Similarly, the Harlem Renaissance writers relied on a jazz aesthetic to express a distinct "Negro" voice from the canonized Euro-American literature that had little or no regards for black folk culture. And in his efforts to express the folk tradition of the Afro-Cuban populace and at the encouragement of writer Langston Hughes, Cuban poet Nicolás Guillén drew from the organic base of the Cuban son; a musical tradition characterised by Afro-Cuban folk sounds and percussion along with the Spanish canción.

Without a doubt, music has always served as a donor to radicalized literary expression.

Later 20th century writers such as James Baldwin, Toni Morrison, and Ismael Reed continued to express the realities of the everyday folk via an informed jazz aesthetic. In fact, Toni Morrison has often pointed to the influence of black music in her work. In several interviews, she comments that in her own family "music was everywhere and all around" and how "they played music in the house all the time." Her maternal grandfather played the violin, her mother sang opera and jazz and was a pianist in silent-movie theatre and her oldest son is a flutist and guitar player.

Moreover, a more current music aesthetic emerging into literature is reggae. In his ground-breaking book Natural Mysticism: Towards a New Reggae Aesthetic, Professor Kwame Dawes examines the influence of reggae music on Caribbean creative writers such as Kamau Brathwaite and more contemporary ones like Lorna Goodison. Dawes argues that reggae in the early 1960s was the primary source of artistic expression that successfully captured the ethos of the Jamaican people. In this way, he cites that this aesthetic value can also be identified in the works of poets and fiction writers throughout the Caribbean region.

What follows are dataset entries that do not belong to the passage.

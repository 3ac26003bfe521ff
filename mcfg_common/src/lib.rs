//! MCFG Common Library
//!
//! Shared building blocks for retargeting a machine configuration document
//! to a different drive/axis hardware profile.
//!
//! # Module Structure
//!
//! - [`document`] - Line-oriented parameter document with block-scoped access
//! - [`blocks`] - Block headers and machine-level parameter keys
//! - [`io`] - Logical I/O devices and `[I/O]` key parsing
//! - [`profile`] - Fixed hardware-profile catalog
//! - [`topology`] - Installed-feature inference from the document
//! - [`status`] - Optional status/diagnostic channel
//! - [`config`] - Configuration loading traits and types
//! - [`prelude`] - Common re-exports for convenience
//!
//! # Usage
//!
//! ```toml
//! [dependencies]
//! mcfg = { package = "mcfg_common", path = "../mcfg_common" }
//! ```
//!
//! ```rust
//! use mcfg_common::document::ParameterDocument;
//! use mcfg_common::blocks;
//!
//! let doc = ParameterDocument::parse("Checksum=0\r\n[Machine]\r\nSensorTHCInstalled=2\r\n")
//!     .unwrap();
//! assert_eq!(doc.get_value(blocks::MACHINE, "SensorTHCInstalled="), Some(2));
//! ```

pub mod blocks;
pub mod config;
pub mod consts;
pub mod document;
pub mod io;
pub mod prelude;
pub mod profile;
pub mod status;
pub mod topology;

And of course, we cannot ignore the value of literature courses that are devoted to the study of musical lyrics in some universities across the globe. For example, "Reggae Poetry" is a literature course currently being taught at The University of the West Indies in Jamaica. In this course, students are given the opportunity to recognise the correlation between literary and song-text, as well as "gaining an understanding of the socio-historical context out of which the music emerges from." Some of the songwriters and performers studied in the course are Jimmy Cliff and the legendary Bob Marley.

Without a doubt, music has always served as a donor to radicalized literary expression. And applying an interdisciplinary approach to judging what constitutes literature can only continue to break down the hierarchal structures of high versus low culture and the one-dimensional way some perceive literature to be.